FT : Deutsche’s capital ‘hunger march’ resumes

Deutsche’s capital ‘hunger march’ resumes

Just 13 months after it last tapped investors for more money, Deutsche Bank has again been forced to admit it does not have enough capital. And the German lender’s €8bn equity fundraising, announced late on Sunday night, puts investors in a difficult position.
On the one hand, fresh capital will go some way toward plugging a hole in Deutsche’s balance sheet that has unnerved shareholders ahead of European Central Bank stress tests this summer.

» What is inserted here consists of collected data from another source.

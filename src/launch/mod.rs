//! Launching external programs for a resolved entry.
//!
//! Detached launches are fire-and-forget: null stdio, spawn, drop the child.
//! A foreground assistant session is returned to the caller as a
//! [`LaunchPlan`] instead of being spawned here, because the terminal must
//! be restored first; `main` runs the plan with inherited stdio and exits
//! with the child's status.

use std::path::{Path, PathBuf};
use std::process::{Command, Stdio};

use anyhow::{bail, Context, Result};

use crate::entries::Entry;
use crate::store::Ide;

/// The action performed on launch, parsed from a configured mode name.
#[derive(Debug, Clone, Copy, PartialEq, Eq)]
pub enum RunMode {
    Assistant,
    AssistantPlusIde,
    IdeOnly,
    Shell,
}

impl RunMode {
    /// Keyword match so user-edited mode names keep working: "shell" wins,
    /// then a combined claude+ide name, then an ide/editor-only name;
    /// anything else is a plain assistant session.
    pub fn parse(name: &str) -> Self {
        let n = name.to_lowercase();
        let has_ide = n.contains("ide") || n.contains("editor");
        if n.contains("shell") || n.contains("terminal") {
            RunMode::Shell
        } else if has_ide && (n.contains('+') || n.contains("claude")) {
            RunMode::AssistantPlusIde
        } else if has_ide {
            RunMode::IdeOnly
        } else {
            RunMode::Assistant
        }
    }
}

/// Optional leading command for an assistant session, parsed from the
/// startup mode's text: "No startup command" (or blank) means none, an
/// optional leading "run " prefix is stripped, anything else is the command
/// itself. The convention lives in the text, not in structure.
pub fn startup_command(mode: &str) -> Option<String> {
    let text = mode.trim();
    if text.is_empty() || text.eq_ignore_ascii_case("no startup command") {
        return None;
    }
    let command = text
        .strip_prefix("run ")
        .or_else(|| text.strip_prefix("Run "))
        .unwrap_or(text);
    let command = command.trim();
    if command.is_empty() {
        None
    } else {
        Some(command.to_string())
    }
}

/// A foreground command for `main` to run after restoring the terminal.
#[derive(Debug, Clone)]
pub struct LaunchPlan {
    pub program: String,
    pub args: Vec<String>,
    pub cwd: PathBuf,
}

impl LaunchPlan {
    fn assistant(cwd: PathBuf, startup: Option<String>) -> Self {
        Self {
            program: "claude".to_string(),
            args: startup.into_iter().collect(),
            cwd,
        }
    }

    /// Run in the current terminal with inherited stdio; returns the child's
    /// exit code.
    pub fn run_foreground(&self) -> Result<i32> {
        let status = Command::new(&self.program)
            .args(&self.args)
            .current_dir(&self.cwd)
            .status()
            .with_context(|| format!("Failed to run {}", self.program))?;
        Ok(status.code().unwrap_or(1))
    }
}

/// Launch the given entry. Side effects (detached spawns) happen here;
/// `Ok(Some(plan))` means the caller still owes a foreground assistant run.
pub fn launch(
    entry: &Entry,
    run_mode: RunMode,
    startup_mode: &str,
    ides: &[Ide],
    root: &Path,
    detached: bool,
) -> Result<Option<LaunchPlan>> {
    let Some(rel) = entry.repository_path.as_deref() else {
        bail!("'{}' has no repository path", entry.display_name);
    };
    let path = root.join(rel);
    if !path.is_dir() {
        bail!("Path does not exist: {}", path.display());
    }

    match run_mode {
        RunMode::IdeOnly => {
            spawn_ide(entry, ides, &path)?;
            Ok(None)
        }
        RunMode::Shell => {
            spawn_shell_window(&path)?;
            Ok(None)
        }
        RunMode::Assistant | RunMode::AssistantPlusIde => {
            if run_mode == RunMode::AssistantPlusIde {
                spawn_ide(entry, ides, &path)?;
            }
            let startup = startup_command(startup_mode);
            if detached {
                spawn_assistant_window(&path, startup.as_deref())?;
                Ok(None)
            } else {
                Ok(Some(LaunchPlan::assistant(path, startup)))
            }
        }
    }
}

/// The entry's preferred ide, or the first registered one.
fn resolve_ide<'a>(entry: &Entry, ides: &'a [Ide]) -> Option<&'a Ide> {
    entry
        .preferred_ide
        .as_deref()
        .and_then(|name| ides.iter().find(|ide| ide.name == name))
        .or_else(|| ides.first())
}

fn spawn_ide(entry: &Entry, ides: &[Ide], path: &Path) -> Result<()> {
    let Some(ide) = resolve_ide(entry, ides) else {
        bail!("No ide registered; add one to runner-config.json");
    };
    spawn_detached(Command::new(&ide.shortcut).arg(path))
        .with_context(|| format!("Failed to launch {}", ide.name))
}

/// Interactive shell in a new terminal window, rooted at the path.
fn spawn_shell_window(path: &Path) -> Result<()> {
    let shell = std::env::var("SHELL").unwrap_or_else(|_| "/bin/sh".to_string());
    spawn_detached(
        Command::new(terminal_program())
            .arg("-e")
            .arg(&shell)
            .current_dir(path),
    )
    .context("Failed to open a shell window")
}

/// Assistant session in a new terminal window.
fn spawn_assistant_window(path: &Path, startup: Option<&str>) -> Result<()> {
    let mut inner = "exec claude".to_string();
    if let Some(cmd) = startup {
        inner.push_str(&format!(" {}", shell_quote(cmd)));
    }
    spawn_detached(
        Command::new(terminal_program())
            .arg("-e")
            .arg("sh")
            .arg("-c")
            .arg(&inner)
            .current_dir(path),
    )
    .context("Failed to open an assistant window")
}

fn terminal_program() -> String {
    std::env::var("TERMINAL").unwrap_or_else(|_| "x-terminal-emulator".to_string())
}

/// Spawn fire-and-forget: discard stdio, report only the spawn error.
fn spawn_detached(cmd: &mut Command) -> Result<()> {
    cmd.stdin(Stdio::null())
        .stdout(Stdio::null())
        .stderr(Stdio::null())
        .spawn()
        .map(drop)
        .map_err(Into::into)
}

fn shell_quote(arg: &str) -> String {
    format!("'{}'", arg.replace('\'', r"'\''"))
}

#[cfg(test)]
mod tests {
    use super::*;

    #[test]
    fn run_mode_parsing_matches_default_mode_names() {
        assert_eq!(RunMode::parse("claude"), RunMode::Assistant);
        assert_eq!(RunMode::parse("claude + ide"), RunMode::AssistantPlusIde);
        assert_eq!(RunMode::parse("ide only"), RunMode::IdeOnly);
        assert_eq!(RunMode::parse("shell"), RunMode::Shell);
    }

    #[test]
    fn run_mode_parsing_tolerates_renamed_modes() {
        assert_eq!(RunMode::parse("Open in editor"), RunMode::IdeOnly);
        assert_eq!(RunMode::parse("Terminal here"), RunMode::Shell);
        assert_eq!(RunMode::parse("just claude"), RunMode::Assistant);
    }

    #[test]
    fn startup_command_none_convention() {
        assert_eq!(startup_command("No startup command"), None);
        assert_eq!(startup_command("no startup command"), None);
        assert_eq!(startup_command("   "), None);
    }

    #[test]
    fn startup_command_strips_run_prefix() {
        assert_eq!(
            startup_command("run /catch-up").as_deref(),
            Some("/catch-up")
        );
        assert_eq!(startup_command("Run /review").as_deref(), Some("/review"));
        assert_eq!(startup_command("/plan").as_deref(), Some("/plan"));
    }

    #[test]
    fn launch_missing_path_errors_without_spawning() {
        let entry = Entry::repository("does/not/exist");
        let err = launch(
            &entry,
            RunMode::Assistant,
            "No startup command",
            &[],
            Path::new("/nonexistent-root"),
            false,
        )
        .unwrap_err();
        assert!(err.to_string().contains("does not exist"));
    }

    #[test]
    fn launch_ide_only_without_registry_errors() {
        let dir = tempfile::tempdir().unwrap();
        std::fs::create_dir(dir.path().join("app")).unwrap();
        let entry = Entry::repository("app");
        let err = launch(
            &entry,
            RunMode::IdeOnly,
            "No startup command",
            &[],
            dir.path(),
            false,
        )
        .unwrap_err();
        assert!(err.to_string().contains("No ide registered"));
    }

    #[test]
    fn foreground_assistant_returns_a_plan_with_startup_argument() {
        let dir = tempfile::tempdir().unwrap();
        std::fs::create_dir(dir.path().join("app")).unwrap();
        let entry = Entry::repository("app");
        let plan = launch(
            &entry,
            RunMode::Assistant,
            "run /catch-up",
            &[],
            dir.path(),
            false,
        )
        .unwrap()
        .expect("foreground launch should yield a plan");
        assert_eq!(plan.program, "claude");
        assert_eq!(plan.args, vec!["/catch-up"]);
        assert_eq!(plan.cwd, dir.path().join("app"));
    }

    #[test]
    fn resolve_ide_prefers_entry_setting_then_first_registered() {
        let ides = vec![
            Ide {
                name: "code".to_string(),
                shortcut: "code".to_string(),
            },
            Ide {
                name: "zed".to_string(),
                shortcut: "zed".to_string(),
            },
        ];
        let mut entry = Entry::repository("app");
        assert_eq!(resolve_ide(&entry, &ides).unwrap().name, "code");
        entry.preferred_ide = Some("zed".to_string());
        assert_eq!(resolve_ide(&entry, &ides).unwrap().name, "zed");
        entry.preferred_ide = Some("gone".to_string());
        assert_eq!(resolve_ide(&entry, &ides).unwrap().name, "code");
    }
}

On the other, the €6.3bn rights issue that will deliver the bulk of the new capital comes at a time when the bank’s share price is already in the doldrums, having fallen nearly 25 per cent since mid-January.
For some investors, this will raise the question of trust in Deutsche Bank’s top management. Last year, Anshu Jain, the co-chief executive, declared that the bank’s “hunger march” for capital was at an end, after Deutsche raised €3bn from investors.
Senior executives have been stressing in recent weeks that Deutsche always had a “Plan B” in mind, involving a fresh equity raising – if its original plan to raise capital “organically” proved insufficient.
Some have also pointed out that Mr Jain and his co-chief executive Jürgen Fitschen have had to deal with new and onerous regulation neither could possibly have predicted when they set out a cost-cutting, capital-strengthening plan in 2012.
Among these regulations are rules from the European Banking Authority on how banks should value illiquid assets. These alone are expected to cause a €2bn capital shortfall for Deutsche. There are also concerns that the ECB could impose stricter accounting standards than Deutsche’s current German regulator.
There are also some investors who have declared themselves happy to endure a dilutive capital raising if it means Deutsche’s capital strength problem could finally be put to bed.
A capital increase would give Deutsche the firepower to compete against US banks in fixed income, currencies and commodity (FICC) trading – an area where most other large banks including Barclays and UBS are embarking on a retrenchment. Senior executives have said the bank is trying to cling on as the only remaining European player in a trading area challenged by a drop in revenues and tighter regulation.
Following news of the fundraising on Sunday, one analyst said: “With a €8bn capital increase they can shut people up ... but they would still have to be tight on their balance sheet and they would not be able to use much for a reinvestment into FICC.”
Meanwhile, the Qatari royal family’s involvement in the capital raising, by taking a €1.75bn stake in Deutsche through its Paramount fund, will make it a sizeable shareholder in another large European bank.
Qatar Holding and Challenger, an investment vehicle of Sheikh Hamad bin Jassim bin Jabr al-Thani, the former prime minister of Qatar, injected £6.1bn into Barclays in 2008, allowing the bank to escape a government bailout. Qatar also owns a more than 5 per cent stake in Credit Suisse, in which it also invested at the height of the financial crisis.
But questions remain as to whether even €8bn in fresh capital will be enough to plug Deutsche’s capital hole. Analysts at Berenberg and Mediobanca have both estimated that he bank has a €10bn capital shortfall.
Others have been sceptical about the bank’s prospects of using a higher capital base to improve returns.
“If you raise capital, you automatically have a lower return on equity so that is a tough sell to the market,” one senior analyst said.
He also pointed to structural challenges in bond trading. “It was only because of banks’ ability to fund themselves cheaply and to leverage themselves up that they could turn a thin-margin business into something with a decent return.”
Speaking before the news of the rights issue broke, one Deutsche Bank shareholder said: “I think it would be quite complicated to make [a rights issue] look good. What you’re asking shareholders is to give more money to support a business that has not proven yet it can adapt to a new regulatory environment.”